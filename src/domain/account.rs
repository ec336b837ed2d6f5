//! The account record: cash, positions, transaction log, alerts and watchlist.
//!
//! Fields are only mutated through the ledger and alert operations in this
//! module tree, so the record invariants hold for every value a caller sees.

use rust_decimal::Decimal;
use rust_decimal_macros::dec;
use serde::{Deserialize, Serialize};
use std::collections::{BTreeMap, BTreeSet};

use super::alert::Alert;
use super::position::Position;
use super::transaction::Transaction;

pub const DEFAULT_STARTING_CASH: Decimal = dec!(10000);

/// Canonical symbol form used as map key everywhere.
pub fn normalize_symbol(symbol: &str) -> String {
    symbol.trim().to_uppercase()
}

#[derive(Debug, Clone, PartialEq, Serialize, Deserialize)]
#[serde(try_from = "AccountRecord")]
pub struct Account {
    id: String,
    cash_balance: Decimal,
    positions: BTreeMap<String, Position>,
    transactions: Vec<Transaction>,
    alerts: BTreeSet<Alert>,
    watchlist: Vec<String>,
}

#[derive(Deserialize)]
struct AccountRecord {
    id: String,
    cash_balance: Decimal,
    #[serde(default)]
    positions: BTreeMap<String, Position>,
    #[serde(default)]
    transactions: Vec<Transaction>,
    #[serde(default)]
    alerts: BTreeSet<Alert>,
    #[serde(default)]
    watchlist: Vec<String>,
}

impl TryFrom<AccountRecord> for Account {
    type Error = String;

    fn try_from(r: AccountRecord) -> Result<Self, Self::Error> {
        if r.cash_balance < Decimal::ZERO {
            return Err(format!(
                "account {}: negative cash balance {}",
                r.id, r.cash_balance
            ));
        }
        if let Some((key, pos)) = r.positions.iter().find(|(k, p)| k.as_str() != p.symbol()) {
            return Err(format!(
                "account {}: position key {} holds symbol {}",
                r.id,
                key,
                pos.symbol()
            ));
        }
        Ok(Account {
            id: r.id,
            cash_balance: r.cash_balance,
            positions: r.positions,
            transactions: r.transactions,
            alerts: r.alerts,
            watchlist: r.watchlist,
        })
    }
}

impl Account {
    /// Fresh account with no holdings. Negative starting cash is clamped to zero.
    pub fn new(id: &str, starting_cash: Decimal) -> Self {
        Account {
            id: id.to_string(),
            cash_balance: starting_cash.max(Decimal::ZERO),
            positions: BTreeMap::new(),
            transactions: Vec::new(),
            alerts: BTreeSet::new(),
            watchlist: Vec::new(),
        }
    }

    pub fn id(&self) -> &str {
        &self.id
    }

    pub fn cash_balance(&self) -> Decimal {
        self.cash_balance
    }

    pub fn positions(&self) -> &BTreeMap<String, Position> {
        &self.positions
    }

    pub fn position(&self, symbol: &str) -> Option<&Position> {
        self.positions.get(&normalize_symbol(symbol))
    }

    pub fn has_position(&self, symbol: &str) -> bool {
        self.positions.contains_key(&normalize_symbol(symbol))
    }

    pub fn transactions(&self) -> &[Transaction] {
        &self.transactions
    }

    pub fn alerts(&self) -> &BTreeSet<Alert> {
        &self.alerts
    }

    pub fn watchlist(&self) -> &[String] {
        &self.watchlist
    }

    /// Returns false when the symbol is empty or already listed.
    pub fn add_to_watchlist(&mut self, symbol: &str) -> bool {
        let symbol = normalize_symbol(symbol);
        if symbol.is_empty() || self.watchlist.contains(&symbol) {
            return false;
        }
        self.watchlist.push(symbol);
        true
    }

    pub fn remove_from_watchlist(&mut self, symbol: &str) -> bool {
        let symbol = normalize_symbol(symbol);
        let before = self.watchlist.len();
        self.watchlist.retain(|s| *s != symbol);
        self.watchlist.len() != before
    }

    pub(crate) fn cash_balance_mut(&mut self) -> &mut Decimal {
        &mut self.cash_balance
    }

    pub(crate) fn positions_mut(&mut self) -> &mut BTreeMap<String, Position> {
        &mut self.positions
    }

    pub(crate) fn transactions_mut(&mut self) -> &mut Vec<Transaction> {
        &mut self.transactions
    }

    pub(crate) fn alerts_mut(&mut self) -> &mut BTreeSet<Alert> {
        &mut self.alerts
    }
}

#[cfg(test)]
mod tests {
    use super::*;

    #[test]
    fn new_account() {
        let account = Account::new("alice", DEFAULT_STARTING_CASH);
        assert_eq!(account.id(), "alice");
        assert_eq!(account.cash_balance(), dec!(10000));
        assert!(account.positions().is_empty());
        assert!(account.transactions().is_empty());
        assert!(account.alerts().is_empty());
        assert!(account.watchlist().is_empty());
    }

    #[test]
    fn negative_starting_cash_clamped() {
        let account = Account::new("bob", dec!(-5));
        assert_eq!(account.cash_balance(), Decimal::ZERO);
    }

    #[test]
    fn normalize_symbol_trims_and_uppercases() {
        assert_eq!(normalize_symbol("  aapl "), "AAPL");
    }

    #[test]
    fn watchlist_add_dedupes() {
        let mut account = Account::new("alice", DEFAULT_STARTING_CASH);
        assert!(account.add_to_watchlist("aapl"));
        assert!(!account.add_to_watchlist("AAPL"));
        assert!(!account.add_to_watchlist("   "));
        assert!(account.add_to_watchlist("tsla"));
        assert_eq!(account.watchlist(), ["AAPL", "TSLA"]);
    }

    #[test]
    fn watchlist_remove() {
        let mut account = Account::new("alice", DEFAULT_STARTING_CASH);
        account.add_to_watchlist("AAPL");
        assert!(account.remove_from_watchlist("aapl"));
        assert!(!account.remove_from_watchlist("AAPL"));
        assert!(account.watchlist().is_empty());
    }

    #[test]
    fn deserialize_rejects_negative_cash() {
        let json = r#"{"id":"x","cash_balance":"-1"}"#;
        assert!(serde_json::from_str::<Account>(json).is_err());
    }

    #[test]
    fn deserialize_rejects_mismatched_position_key() {
        let json = r#"{"id":"x","cash_balance":"10",
            "positions":{"MSFT":{"symbol":"AAPL","quantity":1,"avg_price":"5"}}}"#;
        assert!(serde_json::from_str::<Account>(json).is_err());
    }

    #[test]
    fn deserialize_defaults_collections() {
        let account: Account = serde_json::from_str(r#"{"id":"x","cash_balance":"10"}"#).unwrap();
        assert_eq!(account.cash_balance(), dec!(10));
        assert!(account.positions().is_empty());
    }
}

◆ **PROBLEM**:
Restate the material above word for word, leaving nothing out.

◆ **SOLUTION TO THIS TASK**:
filename src/domain/account.rs
repository ec336b837ed2d6f5
//! The account record: cash, positions, transaction log, alerts and watchlist.
//!
//! Fields are only mutated through the ledger and alert operations in this
//! module tree, so the record invariants hold for every value a caller sees.

use rust_decimal::Decimal;
use rust_decimal_macros::dec;
use serde::{Deserialize, Serialize};
use std::collections::{BTreeMap, BTreeSet};

use super::alert::Alert;
use super::position::Position;
use super::transaction::Transaction;

pub const DEFAULT_STARTING_CASH: Decimal = dec!(10000);

/// Canonical symbol form used as map key everywhere.
pub fn normalize_symbol(symbol: &str) -> String {
    symbol.trim().to_uppercase()
}

#[derive(Debug, Clone, PartialEq, Serialize, Deserialize)]
#[serde(try_from = "AccountRecord")]
pub struct Account {
    id: String,
    cash_balance: Decimal,
    positions: BTreeMap<String, Position>,
    transactions: Vec<Transaction>,
    alerts: BTreeSet<Alert>,
    watchlist: Vec<String>,
}

#[derive(Deserialize)]
struct AccountRecord {
    id: String,
    cash_balance: Decimal,
    #[serde(default)]
    positions: BTreeMap<String, Position>,
    #[serde(default)]
    transactions: Vec<Transaction>,
    #[serde(default)]
    alerts: BTreeSet<Alert>,
    #[serde(default)]
    watchlist: Vec<String>,
}

impl TryFrom<AccountRecord> for Account {
    type Error = String;

    fn try_from(r: AccountRecord) -> Result<Self, Self::Error> {
        if r.cash_balance < Decimal::ZERO {
            return Err(format!(
                "account {}: negative cash balance {}",
                r.id, r.cash_balance
            ));
        }
        if let Some((key, pos)) = r.positions.iter().find(|(k, p)| k.as_str() != p.symbol()) {
            return Err(format!(
                "account {}: position key {} holds symbol {}",
                r.id,
                key,
                pos.symbol()
            ));
        }
        Ok(Account {
            id: r.id,
            cash_balance: r.cash_balance,
            positions: r.positions,
            transactions: r.transactions,
            alerts: r.alerts,
            watchlist: r.watchlist,
        })
    }
}

impl Account {
    /// Fresh account with no holdings. Negative starting cash is clamped to zero.
    pub fn new(id: &str, starting_cash: Decimal) -> Self {
        Account {
            id: id.to_string(),
            cash_balance: starting_cash.max(Decimal::ZERO),
            positions: BTreeMap::new(),
            transactions: Vec::new(),
            alerts: BTreeSet::new(),
            watchlist: Vec::new(),
        }
    }

    pub fn id(&self) -> &str {
        &self.id
    }

    pub fn cash_balance(&self) -> Decimal {
        self.cash_balance
    }

    pub fn positions(&self) -> &BTreeMap<String, Position> {
        &self.positions
    }

    pub fn position(&self, symbol: &str) -> Option<&Position> {
        self.positions.get(&normalize_symbol(symbol))
    }

    pub fn has_position(&self, symbol: &str) -> bool {
        self.positions.contains_key(&normalize_symbol(symbol))
    }

    pub fn transactions(&self) -> &[Transaction] {
        &self.transactions
    }

    pub fn alerts(&self) -> &BTreeSet<Alert> {
        &self.alerts
    }

    pub fn watchlist(&self) -> &[String] {
        &self.watchlist
    }

    /// Returns false when the symbol is empty or already listed.
    pub fn add_to_watchlist(&mut self, symbol: &str) -> bool {
        let symbol = normalize_symbol(symbol);
        if symbol.is_empty() || self.watchlist.contains(&symbol) {
            return false;
        }
        self.watchlist.push(symbol);
        true
    }

    pub fn remove_from_watchlist(&mut self, symbol: &str) -> bool {
        let symbol = normalize_symbol(symbol);
        let before = self.watchlist.len();
        self.watchlist.retain(|s| *s != symbol);
        self.watchlist.len() != before
    }

    pub(crate) fn cash_balance_mut(&mut self) -> &mut Decimal {
        &mut self.cash_balance
    }

    pub(crate) fn positions_mut(&mut self) -> &mut BTreeMap<String, Position> {
        &mut self.positions
    }

    pub(crate) fn transactions_mut(&mut self) -> &mut Vec<Transaction> {
        &mut self.transactions
    }

    pub(crate) fn alerts_mut(&mut self) -> &mut BTreeSet<Alert> {
        &mut self.alerts
    }
}

#[cfg(test)]
mod tests {
    use super::*;

    #[test]
    fn new_account() {
        let account = Account::new("alice", DEFAULT_STARTING_CASH);
        assert_eq!(account.id(), "alice");
        assert_eq!(account.cash_balance(), dec!(10000));
        assert!(account.positions().is_empty());
        assert!(account.transactions().is_empty());
        assert!(account.alerts().is_empty());
        assert!(account.watchlist().is_empty());
    }

    #[test]
    fn negative_starting_cash_clamped() {
        let account = Account::new("bob", dec!(-5));
        assert_eq!(account.cash_balance(), Decimal::ZERO);
    }

    #[test]
    fn normalize_symbol_trims_and_uppercases() {
        assert_eq!(normalize_symbol("  aapl "), "AAPL");
    }

    #[test]
    fn watchlist_add_dedupes() {
        let mut account = Account::new("alice", DEFAULT_STARTING_CASH);
        assert!(account.add_to_watchlist("aapl"));
        assert!(!account.add_to_watchlist("AAPL"));
        assert!(!account.add_to_watchlist("   "));
        assert!(account.add_to_watchlist("tsla"));
        assert_eq!(account.watchlist(), ["AAPL", "TSLA"]);
    }

    #[test]
    fn watchlist_remove() {
        let mut account = Account::new("alice", DEFAULT_STARTING_CASH);
        account.add_to_watchlist("AAPL");
        assert!(account.remove_from_watchlist("aapl"));
        assert!(!account.remove_from_watchlist("AAPL"));
        assert!(account.watchlist().is_empty());
    }

    #[test]
    fn deserialize_rejects_negative_cash() {
        let json = r#"{"id":"x","cash_balance":"-1"}"#;
        assert!(serde_json::from_str::<Account>(json).is_err());
    }

    #[test]
    fn deserialize_rejects_mismatched_position_key() {
        let json = r#"{"id":"x","cash_balance":"10",
            "positions":{"MSFT":{"symbol":"AAPL","quantity":1,"avg_price":"5"}}}"#;
        assert!(serde_json::from_str::<Account>(json).is_err());
    }

    #[test]
    fn deserialize_defaults_collections() {
        let account: Account = serde_json::from_str(r#"{"id":"x","cash_balance":"10"}"#).unwrap();
        assert_eq!(account.cash_balance(), dec!(10));
        assert!(account.positions().is_empty());
    }
}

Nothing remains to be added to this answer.